Future news

Future news

Glimpses of gold in rivers of mud?

EPA/Andrew Gombert

Mr Murdoch is reported to be smiling once more, or at least his investors are. News Corp’s shares are up nearly 7% on the back of increased revenues and earnings from book publishing, education and realestate.com.au.

The news division, separated off from the high-earning bits of the company in 2013, is still declining as a source of income but not by as much as before – 3% year-on-year, to be precise. This prompted CEO Robert Thomson to declare that “the Murray River was silted up, and now it’s flowing again”.

In this publishing economy, that’s something to be pleased about. The Australian is still losing money, as are premium News Corp titles in other markets such as the UK and US, but overall earnings for shareholders are nonetheless up by 21%.

At Fairfax, meanwhile, publishing revenues are also down by “2-3%”, but like News Corp, slowing pace of decline in its journalism business is offset by revenue growth in its non-news divisions such as real estate offshoot Domain, up 21%.

Coverage of these “moderate” declines has been largely positive, with The Australian reporting that “News Corp’s bet on newspapers opening up new avenues with audiences in the digital age is paying off”. In the same article, global CEO Thomson declares that the company’s Australian newspapers have “turned a corner”.

I take away two observations from these figures. First, the decline of print journalism continues, as readers move from newspaper to digital platforms. That is an irreversible trend, and although the death of print may yet be a long way off – whoever imagined, when those first CDs came out in the 1980s, that there would still be a market for vinyl LPs in 2014? – the end of its historic dominance as a news consumption platform is rapidly approaching.

The monetisation of digital journalism proceeds, moderating the decline in print revenues but not entirely replacing them. Perhaps it never will.

Hence my second takeaway. In the digital era journalism cannot be profitable as a stand-alone capitalist enterprise. Not journalism as we have known and valued it, at least, given any foreseeable future estimates of online user numbers and digital advertising revenue.

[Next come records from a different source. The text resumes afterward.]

//! Device measurement query and its paginated view.
//!
//! A [`MeasurementsView`] fetches the measurements of one device over a
//! [`TimeRange`], reshapes the backend's map of sensor functionality to
//! readings into [`DisplayRow`]s and exposes them page by page.
//!
//! Every invocation takes a new generation number. A fetch that completes
//! after a newer invocation has begun is discarded, so the view always shows
//! the result for the most recently supplied inputs regardless of the order
//! in which responses arrive.

use std::fmt;
use std::sync::Arc;
use std::sync::Mutex;
use std::sync::MutexGuard;

use serde::Deserialize;
use tracing::debug;
use tracing::info;
use tracing::warn;

use crate::backend::Backend;
use crate::backend::BackendError;
use crate::pagination::PageSize;
use crate::pagination::PageState;
use crate::pagination::Pagination;
use crate::pagination::PaginationError;
use crate::range::TimeRange;

#[derive(Debug, Clone, PartialEq, Eq, thiserror::Error)]
pub enum InputError {
    #[error("device id must not be empty")]
    EmptyDeviceId,
}

/// Identifier of a device on the backend. Never empty.
#[derive(Debug, Clone, PartialEq, Eq, Hash)]
pub struct DeviceId(String);

impl DeviceId {
    pub fn new(id: impl Into<String>) -> Result<Self, InputError> {
        let id = id.into();
        if id.trim().is_empty() {
            return Err(InputError::EmptyDeviceId);
        }
        Ok(Self(id))
    }

    pub fn as_str(&self) -> &str {
        &self.0
    }
}

impl fmt::Display for DeviceId {
    fn fmt(&self, f: &mut fmt::Formatter<'_>) -> fmt::Result {
        f.write_str(&self.0)
    }
}

/// One table row: a sensor functionality and its formatted readings.
#[derive(Debug, Clone, PartialEq, Eq)]
pub struct DisplayRow {
    pub sensor_functionality: String,
    pub values: Vec<String>,
}

/// Order of rows in the reshaped table.
#[derive(Debug, Default, Clone, Copy, PartialEq, Eq, Deserialize)]
#[serde(rename_all = "lowercase")]
pub enum RowOrder {
    /// The order in which the backend enumerated the keys.
    #[default]
    Backend,
    /// Sorted by sensor functionality name.
    Lexicographic,
}

/// Format one reading as `"<value> <unit>"`.
///
/// Readings arrive either split (`{"value": "21", "unit": "C"}`) or already
/// joined (`{"valueWithUnit": "21 C"}`).
fn format_reading(functionality: &str, entry: &serde_json::Value) -> Result<String, BackendError> {
    let invalid = || {
        BackendError::Decode(format!(
            "reading for '{}' is not a {{value, unit}} object: {}",
            functionality, entry
        ))
    };

    let obj = entry.as_object().ok_or_else(invalid)?;

    if let Some(joined) = obj.get("valueWithUnit").and_then(|v| v.as_str()) {
        return Ok(joined.to_string());
    }

    let value = match obj.get("value") {
        Some(serde_json::Value::String(s)) => s.clone(),
        Some(serde_json::Value::Number(n)) => n.to_string(),
        _ => return Err(invalid()),
    };
    let unit = obj.get("unit").and_then(|v| v.as_str()).ok_or_else(invalid)?;

    Ok(format!("{} {}", value, unit))
}

/// Reshape a measurement response into display rows.
///
/// One row per key, including keys without readings.
pub fn reshape(body: &serde_json::Value, order: RowOrder) -> Result<Vec<DisplayRow>, BackendError> {
    let map = body.as_object().ok_or_else(|| {
        BackendError::Decode(format!(
            "expected an object of sensor functionalities, found {}",
            json_kind(body)
        ))
    })?;

    let mut rows = map
        .iter()
        .map(|(functionality, readings)| {
            let readings = readings.as_array().ok_or_else(|| {
                BackendError::Decode(format!(
                    "readings for '{}' must be an array, found {}",
                    functionality,
                    json_kind(readings)
                ))
            })?;

            let values = readings
                .iter()
                .map(|entry| format_reading(functionality, entry))
                .collect::<Result<Vec<_>, _>>()?;

            Ok(DisplayRow {
                sensor_functionality: functionality.clone(),
                values,
            })
        })
        .collect::<Result<Vec<_>, BackendError>>()?;

    if order == RowOrder::Lexicographic {
        rows.sort_by(|a, b| a.sensor_functionality.cmp(&b.sensor_functionality));
    }

    Ok(rows)
}

fn json_kind(value: &serde_json::Value) -> &'static str {
    match value {
        serde_json::Value::Null => "null",
        serde_json::Value::Bool(_) => "a boolean",
        serde_json::Value::Number(_) => "a number",
        serde_json::Value::String(_) => "a string",
        serde_json::Value::Array(_) => "an array",
        serde_json::Value::Object(_) => "an object",
    }
}

/// Observable status of the view.
#[derive(Debug, Clone, Copy, PartialEq, Eq)]
pub enum Status {
    Loading,
    Ready,
    Error,
}

#[derive(Debug, Clone, PartialEq, Eq)]
enum Phase {
    Loading,
    Ready(Vec<DisplayRow>),
    Error(String),
}

/// Handle for one in-flight invocation.
#[derive(Debug, Clone, PartialEq, Eq)]
pub struct Ticket {
    generation: u64,
    pub device: DeviceId,
    pub range: TimeRange,
}

impl Ticket {
    pub fn generation(&self) -> u64 {
        self.generation
    }
}

/// Point-in-time copy of the view's observable state.
#[derive(Debug, Clone, PartialEq, Eq)]
pub struct Snapshot {
    pub status: Status,
    pub rows: Vec<DisplayRow>,
    pub error_message: Option<String>,
    pub page: PageState,
    pub total_pages: usize,
    pub device: DeviceId,
    pub range: TimeRange,
}

struct ViewState {
    generation: u64,
    device: DeviceId,
    range: TimeRange,
    phase: Phase,
    pagination: Pagination,
}

/// Measurements of one device over a time range, shown page by page.
///
/// State changes only through the operations below; the lock is never held
/// across the network call.
pub struct MeasurementsView<B: Backend> {
    backend: Arc<B>,
    row_order: RowOrder,
    state: Mutex<ViewState>,
}

impl<B: Backend> MeasurementsView<B> {
    /// Create a view in the `loading` state. Nothing is fetched until
    /// [`invoke`](Self::invoke) or [`set_inputs`](Self::set_inputs) is called.
    pub fn new(backend: Arc<B>, device: DeviceId, range: TimeRange, page_size: PageSize) -> Self {
        Self {
            backend,
            row_order: RowOrder::default(),
            state: Mutex::new(ViewState {
                generation: 0,
                device,
                range,
                phase: Phase::Loading,
                pagination: Pagination::new(page_size),
            }),
        }
    }

    pub fn with_row_order(mut self, order: RowOrder) -> Self {
        self.row_order = order;
        self
    }

    fn lock(&self) -> MutexGuard<'_, ViewState> {
        // State is replaced wholesale by each transition, so a poisoned lock
        // still holds a consistent value.
        self.state.lock().unwrap_or_else(|e| e.into_inner())
    }

    /// Start a new invocation: enter `loading`, drop stale rows and errors,
    /// return to the first page and supersede every earlier ticket.
    pub fn begin(&self, device: DeviceId, range: TimeRange) -> Ticket {
        let mut state = self.lock();
        state.generation += 1;
        state.device = device.clone();
        state.range = range;
        state.phase = Phase::Loading;
        state.pagination.set_total_rows(0);

        debug!(
            generation = state.generation,
            "Fetching measurements for {} from {} to {}",
            device,
            range.start_iso(),
            range.end_iso()
        );

        Ticket {
            generation: state.generation,
            device,
            range,
        }
    }

    /// Issue the single backend request for a ticket and reshape its reply.
    pub async fn fetch(&self, ticket: &Ticket) -> Result<Vec<DisplayRow>, BackendError> {
        let body = self
            .backend
            .fetch_measurements(
                ticket.device.as_str(),
                &ticket.range.start_iso(),
                &ticket.range.end_iso(),
            )
            .await?;
        reshape(&body, self.row_order)
    }

    /// Apply the outcome of a ticket's fetch.
    ///
    /// Returns `false` and changes nothing when the ticket has been
    /// superseded by a later [`begin`](Self::begin).
    pub fn complete(&self, ticket: &Ticket, outcome: Result<Vec<DisplayRow>, BackendError>) -> bool {
        let mut state = self.lock();
        if ticket.generation != state.generation {
            debug!(
                generation = ticket.generation,
                current = state.generation,
                "Discarding superseded measurements for {}",
                ticket.device
            );
            return false;
        }

        match outcome {
            Ok(rows) => {
                info!(
                    "Loaded {} sensor functionalities for {}",
                    rows.len(),
                    ticket.device
                );
                state.pagination.set_total_rows(rows.len());
                state.phase = Phase::Ready(rows);
            }
            Err(e) => {
                warn!("Failed to fetch measurements for {}: {}", ticket.device, e);
                state.pagination.set_total_rows(0);
                state.phase = Phase::Error(e.to_string());
            }
        }
        true
    }

    /// Fetch measurements for `(device, range)` and apply the result if no
    /// newer invocation started meanwhile. Failures are not retried.
    pub async fn invoke(&self, device: DeviceId, range: TimeRange) -> bool {
        let ticket = self.begin(device, range);
        let outcome = self.fetch(&ticket).await;
        self.complete(&ticket, outcome)
    }

    /// Invoke only if `(device, range)` differs from the current inputs or
    /// nothing has been fetched yet. Returns whether a fetch was issued.
    pub async fn set_inputs(&self, device: DeviceId, range: TimeRange) -> bool {
        let unchanged = {
            let state = self.lock();
            state.generation > 0 && state.device == device && state.range == range
        };
        if unchanged {
            return false;
        }
        self.invoke(device, range).await;
        true
    }

    /// Re-run the query for the current inputs.
    pub async fn refresh(&self) -> bool {
        let (device, range) = {
            let state = self.lock();
            (state.device.clone(), state.range)
        };
        self.invoke(device, range).await
    }

    pub fn status(&self) -> Status {
        match self.lock().phase {
            Phase::Loading => Status::Loading,
            Phase::Ready(_) => Status::Ready,
            Phase::Error(_) => Status::Error,
        }
    }

    pub fn snapshot(&self) -> Snapshot {
        let state = self.lock();
        let (status, rows, error_message) = match &state.phase {
            Phase::Loading => (Status::Loading, Vec::new(), None),
            Phase::Ready(rows) => (Status::Ready, rows.clone(), None),
            Phase::Error(message) => (Status::Error, Vec::new(), Some(message.clone())),
        };
        Snapshot {
            status,
            rows,
            error_message,
            page: state.pagination.page(),
            total_pages: state.pagination.total_pages(),
            device: state.device.clone(),
            range: state.range,
        }
    }

    /// Rows on the current page; empty unless `ready`.
    pub fn visible_rows(&self) -> Vec<DisplayRow> {
        let state = self.lock();
        match &state.phase {
            Phase::Ready(rows) => state.pagination.visible_slice(rows).to_vec(),
            _ => Vec::new(),
        }
    }

    /// Copy of the pagination controller, for rendering.
    pub fn pagination(&self) -> Pagination {
        self.lock().pagination.clone()
    }

    pub fn set_page(&self, n: i64) {
        self.lock().pagination.set_page(n);
    }

    pub fn set_page_size(&self, size: i64) -> Result<(), PaginationError> {
        self.lock().pagination.set_page_size(size)
    }

    pub fn first_page(&self) {
        self.lock().pagination.first();
    }

    pub fn previous_page(&self) {
        self.lock().pagination.previous();
    }

    pub fn next_page(&self) {
        self.lock().pagination.next();
    }

    pub fn last_page(&self) {
        self.lock().pagination.last();
    }
}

Shaun Micallef’s Mad As Hell this week lampooned Fairfax’s most recent round of newsroom cuts with a hilarious, if scarily resonant sketch about a local newspaper produced entirely by an untrained cadet with grammar and spelling issues.

The future of “quality” journalism – by which I mean the products of news media adequately resourced for original investigative work, international coverage and other expensive, labour-intensive outputs – will depend on one of the following approaches.

Cross-subsidy on the News Corp model, for example, has kept The Australian, The Sunday Times and other Murdoch titles afloat for years. The issue here is: for how much longer will News Corp shareholders support the maintenance of loss-making news media, especially after the powerful founder is no longer around to advocate for the journalism which he undoubtedly loves? This model requires sustained support by individuals and corporate boards, and the readiness of shareholders to think beyond profit maximisation.

In the old days, media barons, notably Rupert Murdoch, used their newspapers as megaphones for the wielding of ideological and political influence. Today the power of the press, such as it was, has eroded in the face of digital proliferation of news sources and the fragmentation of audiences. The incentive for powerful men and women to own loss-making news media is declining.

Then there are the various forms of public support and sponsorship of journalism, such as the non-profit trust model of the UK Guardian, or the donations readers make to one of my favourite sites, The Scottish Review (which make it independent of advertising).

Cultural philanthropy of this type has played an important role in the maintenance of journalism down the years, but has the obvious drawback that it produces clubby, cliquey titles which – and this is no criticism, just a statement of fact – service special interests, or preach to the converted, rather than reach out to the broader public.

State subsidy is another approach, but outside of some European countries not one adopted by liberal capitalist societies where press freedom is deemed to be irreconcilable with reliance on the state for income. The publicly funded ABC and its counterparts around the world such as the BBC have been legally protected from government interference since their foundation, and continue to enjoy public support for their journalistic work. But even these behemoths often struggle to get the government of the day off their backs.

The financial viability of independent, quality journalism is a hard nut to crack in the digital age, then, and despite the encouraging figures from News Corp and Fairfax this week, remains elusive. Which is not to say that there is no solution – perhaps that Zuckerbergian entrepreneur who can truly change the game is right now sitting at a computer somewhere in the world.

Until he or she emerges, there is only one way to ensure that you have access to decent journalism not just tomorrow, or next year but in a decade or two – pay for it, as you pay for your water and your council services. Support those who make it with your subscriptions and, for non-corporate providers, donations.

As consumers of news we have power, and we must increasingly use it to support the media we want to see survive.